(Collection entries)
══════════════════════════════

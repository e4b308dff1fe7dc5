//! AWS Signature Version 4.
//!
//! [`sign_request`] is the client side: it stamps `host`, `x-amz-date` and
//! the session token onto a request, signs every header and writes the
//! `Authorization` header. [`verify_request`] recomputes a signature from the
//! receiving side and is used by the stub servers in the test suites.

use bytes::Bytes;
use chrono::{DateTime, Utc};
use hmac::{Hmac, KeyInit, Mac};
use http::HeaderValue;
use http::header::{AUTHORIZATION, HOST};
use sha2::{Digest, Sha256};
use subtle::ConstantTimeEq;
use tracing::debug;

use crate::canonical::{
    CanonicalHeaders, build_canonical_headers, build_canonical_query_string,
    build_canonical_request, build_canonical_uri,
};
use crate::credentials::Credentials;
use crate::error::AuthError;

/// The only algorithm this crate signs or verifies.
pub const ALGORITHM: &str = "AWS4-HMAC-SHA256";

/// Timestamp header in `YYYYMMDD'T'HHMMSS'Z'` form.
pub const X_AMZ_DATE: &str = "x-amz-date";

/// Session token header for temporary credentials.
pub const X_AMZ_SECURITY_TOKEN: &str = "x-amz-security-token";

const LONG_DATE_FORMAT: &str = "%Y%m%dT%H%M%SZ";
const SHORT_DATE_FORMAT: &str = "%Y%m%d";

type HmacSha256 = Hmac<Sha256>;

/// Scope and time for one signature.
#[derive(Debug, Clone, Copy)]
pub struct SigningParams<'a> {
    /// Credentials to sign with.
    pub credentials: &'a Credentials,
    /// Region in the credential scope, e.g. `us-east-1`.
    pub region: &'a str,
    /// Service in the credential scope, e.g. `dynamodb`.
    pub service: &'a str,
    /// Signing time. Also written to `x-amz-date`.
    pub time: DateTime<Utc>,
}

/// Sign `request` in place.
///
/// # Errors
///
/// Returns [`AuthError::MissingHost`] if the URI has no authority and no
/// `host` header is set, or [`AuthError::InvalidHeaderValue`] if a computed
/// value cannot be carried in a header.
pub fn sign_request(
    request: &mut http::Request<Bytes>,
    params: &SigningParams<'_>,
) -> Result<(), AuthError> {
    let amz_date = params.time.format(LONG_DATE_FORMAT).to_string();
    let short_date = params.time.format(SHORT_DATE_FORMAT).to_string();

    if !request.headers().contains_key(HOST) {
        let host = host_header_value(request.uri())?;
        request.headers_mut().insert(
            HOST,
            HeaderValue::from_str(&host).map_err(|_| AuthError::InvalidHeaderValue("host"))?,
        );
    }
    request.headers_mut().insert(
        X_AMZ_DATE,
        HeaderValue::from_str(&amz_date).map_err(|_| AuthError::InvalidHeaderValue(X_AMZ_DATE))?,
    );
    request.headers_mut().remove(X_AMZ_SECURITY_TOKEN);
    if let Some(token) = &params.credentials.session_token {
        let mut value = HeaderValue::from_str(token)
            .map_err(|_| AuthError::InvalidHeaderValue(X_AMZ_SECURITY_TOKEN))?;
        value.set_sensitive(true);
        request.headers_mut().insert(X_AMZ_SECURITY_TOKEN, value);
    }
    request.headers_mut().remove(AUTHORIZATION);

    let headers = build_canonical_headers(request.headers(), None);
    let canonical_request = build_canonical_request(
        request.method().as_str(),
        &build_canonical_uri(request.uri().path()),
        &build_canonical_query_string(request.uri().query().unwrap_or_default()),
        &headers,
        &hash_payload(request.body()),
    );

    let scope = credential_scope(&short_date, params.region, params.service);
    let string_to_sign = build_string_to_sign(
        &amz_date,
        &scope,
        &hash_payload(canonical_request.as_bytes()),
    );
    let signing_key = derive_signing_key(
        &params.credentials.secret_access_key,
        &short_date,
        params.region,
        params.service,
    );
    let signature = compute_signature(&signing_key, &string_to_sign);

    debug!(
        method = %request.method(),
        signed_headers = %headers.signed,
        scope = %scope,
        "signed request"
    );

    let authorization = authorization_header(
        &params.credentials.access_key_id,
        &scope,
        &headers,
        &signature,
    );
    let mut value = HeaderValue::from_str(&authorization)
        .map_err(|_| AuthError::InvalidHeaderValue("authorization"))?;
    value.set_sensitive(true);
    request.headers_mut().insert(AUTHORIZATION, value);
    Ok(())
}

/// `AWS4-HMAC-SHA256\n<timestamp>\n<scope>\n<hex(sha256(canonical request))>`.
#[must_use]
pub fn build_string_to_sign(
    timestamp: &str,
    credential_scope: &str,
    canonical_request_hash: &str,
) -> String {
    format!("{ALGORITHM}\n{timestamp}\n{credential_scope}\n{canonical_request_hash}")
}

/// `<date>/<region>/<service>/aws4_request`.
#[must_use]
pub fn credential_scope(short_date: &str, region: &str, service: &str) -> String {
    format!("{short_date}/{region}/{service}/aws4_request")
}

/// Derive the signing key through the HMAC-SHA256 chain.
///
/// ```text
/// DateKey              = HMAC("AWS4" + secret, date)
/// DateRegionKey        = HMAC(DateKey, region)
/// DateRegionServiceKey = HMAC(DateRegionKey, service)
/// SigningKey           = HMAC(DateRegionServiceKey, "aws4_request")
/// ```
#[must_use]
pub fn derive_signing_key(secret_key: &str, date: &str, region: &str, service: &str) -> Vec<u8> {
    let date_key = hmac_sha256(format!("AWS4{secret_key}").as_bytes(), date.as_bytes());
    let date_region_key = hmac_sha256(&date_key, region.as_bytes());
    let date_region_service_key = hmac_sha256(&date_region_key, service.as_bytes());
    hmac_sha256(&date_region_service_key, b"aws4_request")
}

/// Hex-encoded HMAC-SHA256 of `data`.
#[must_use]
pub fn compute_signature(signing_key: &[u8], data: &str) -> String {
    hex::encode(hmac_sha256(signing_key, data.as_bytes()))
}

/// Hex-encoded SHA-256 of `payload`.
///
/// ```
/// use dynamite_auth::sigv4::hash_payload;
///
/// assert_eq!(
///     hash_payload(b""),
///     "e3b0c44298fc1c149afbf4c8996fb92427ae41e4649b934ca495991b7852b855"
/// );
/// ```
#[must_use]
pub fn hash_payload(payload: &[u8]) -> String {
    hex::encode(Sha256::digest(payload))
}

/// Parsed `Authorization` header.
#[derive(Debug, Clone, PartialEq, Eq)]
pub struct ParsedAuthorization {
    /// Access key id from the credential.
    pub access_key_id: String,
    /// `YYYYMMDD` from the credential scope.
    pub date: String,
    /// Region from the credential scope.
    pub region: String,
    /// Service from the credential scope.
    pub service: String,
    /// Lowercase signed header names, in header order.
    pub signed_headers: Vec<String>,
    /// Hex signature.
    pub signature: String,
}

/// Parse an `AWS4-HMAC-SHA256 Credential=..., SignedHeaders=..., Signature=...` value.
///
/// # Errors
///
/// Returns [`AuthError::UnsupportedAlgorithm`] for other algorithms and
/// [`AuthError::InvalidAuthHeader`] for anything malformed.
pub fn parse_authorization_header(header: &str) -> Result<ParsedAuthorization, AuthError> {
    let (algorithm, rest) = header
        .trim()
        .split_once(' ')
        .ok_or(AuthError::InvalidAuthHeader)?;
    if algorithm != ALGORITHM {
        return Err(AuthError::UnsupportedAlgorithm(algorithm.to_owned()));
    }

    let mut credential = None;
    let mut signed_headers = None;
    let mut signature = None;
    for part in rest.split(',') {
        match part.trim().split_once('=') {
            Some(("Credential", v)) => credential = Some(v),
            Some(("SignedHeaders", v)) => signed_headers = Some(v),
            Some(("Signature", v)) => signature = Some(v),
            _ => {}
        }
    }

    let credential = credential.ok_or(AuthError::InvalidAuthHeader)?;
    let [access_key_id, date, region, service, terminator] = credential
        .split('/')
        .collect::<Vec<_>>()
        .try_into()
        .map_err(|_| AuthError::InvalidAuthHeader)?;
    if terminator != "aws4_request" {
        return Err(AuthError::InvalidAuthHeader);
    }

    Ok(ParsedAuthorization {
        access_key_id: access_key_id.to_owned(),
        date: date.to_owned(),
        region: region.to_owned(),
        service: service.to_owned(),
        signed_headers: signed_headers
            .ok_or(AuthError::InvalidAuthHeader)?
            .split(';')
            .map(str::to_owned)
            .collect(),
        signature: signature.ok_or(AuthError::InvalidAuthHeader)?.to_owned(),
    })
}

/// Recompute the signature of a received request and compare it in constant time.
///
/// `secret_for` maps an access key id to its secret.
///
/// # Errors
///
/// Returns [`AuthError::SignatureDoesNotMatch`] on mismatch, or the parse
/// errors of [`parse_authorization_header`].
pub fn verify_request(
    parts: &http::request::Parts,
    body: &[u8],
    secret_for: impl Fn(&str) -> Option<String>,
) -> Result<ParsedAuthorization, AuthError> {
    let header = parts
        .headers
        .get(AUTHORIZATION)
        .and_then(|v| v.to_str().ok())
        .ok_or(AuthError::MissingAuthHeader)?;
    let parsed = parse_authorization_header(header)?;

    let amz_date = parts
        .headers
        .get(X_AMZ_DATE)
        .and_then(|v| v.to_str().ok())
        .ok_or_else(|| AuthError::MissingHeader(X_AMZ_DATE.to_owned()))?;
    for name in &parsed.signed_headers {
        if !parts.headers.contains_key(name.as_str()) {
            return Err(AuthError::MissingHeader(name.clone()));
        }
    }
    let secret = secret_for(&parsed.access_key_id).ok_or(AuthError::SignatureDoesNotMatch)?;

    let names: Vec<&str> = parsed.signed_headers.iter().map(String::as_str).collect();
    let headers = build_canonical_headers(&parts.headers, Some(&names));
    let canonical_request = build_canonical_request(
        parts.method.as_str(),
        &build_canonical_uri(parts.uri.path()),
        &build_canonical_query_string(parts.uri.query().unwrap_or_default()),
        &headers,
        &hash_payload(body),
    );
    let scope = credential_scope(&parsed.date, &parsed.region, &parsed.service);
    let string_to_sign = build_string_to_sign(
        amz_date,
        &scope,
        &hash_payload(canonical_request.as_bytes()),
    );
    let key = derive_signing_key(&secret, &parsed.date, &parsed.region, &parsed.service);
    let expected = compute_signature(&key, &string_to_sign);

    if bool::from(expected.as_bytes().ct_eq(parsed.signature.as_bytes())) {
        Ok(parsed)
    } else {
        debug!(access_key_id = %parsed.access_key_id, "signature mismatch");
        Err(AuthError::SignatureDoesNotMatch)
    }
}

fn authorization_header(
    access_key_id: &str,
    scope: &str,
    headers: &CanonicalHeaders,
    signature: &str,
) -> String {
    format!(
        "{ALGORITHM} Credential={access_key_id}/{scope}, SignedHeaders={}, Signature={signature}",
        headers.signed
    )
}

/// The `host` header for a URI, omitting the scheme's default port.
fn host_header_value(uri: &http::Uri) -> Result<String, AuthError> {
    let host = uri.host().ok_or(AuthError::MissingHost)?;
    let default_port = match uri.scheme_str() {
        Some("https") => Some(443),
        Some("http") => Some(80),
        _ => None,
    };
    Ok(match uri.port_u16() {
        Some(port) if Some(port) != default_port => format!("{host}:{port}"),
        _ => host.to_owned(),
    })
}

fn hmac_sha256(key: &[u8], data: &[u8]) -> Vec<u8> {
    let mut mac = HmacSha256::new_from_slice(key).expect("HMAC can accept keys of any length");
    mac.update(data);
    mac.finalize().into_bytes().to_vec()
}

══════════════════════════════

* The problem: Copy out all the lines of the records that include "DateRegionServiceKey".

* Solution to this exercise:
/// DateRegionServiceKey = HMAC(DateRegionKey, service)
/// SigningKey           = HMAC(DateRegionServiceKey, "aws4_request")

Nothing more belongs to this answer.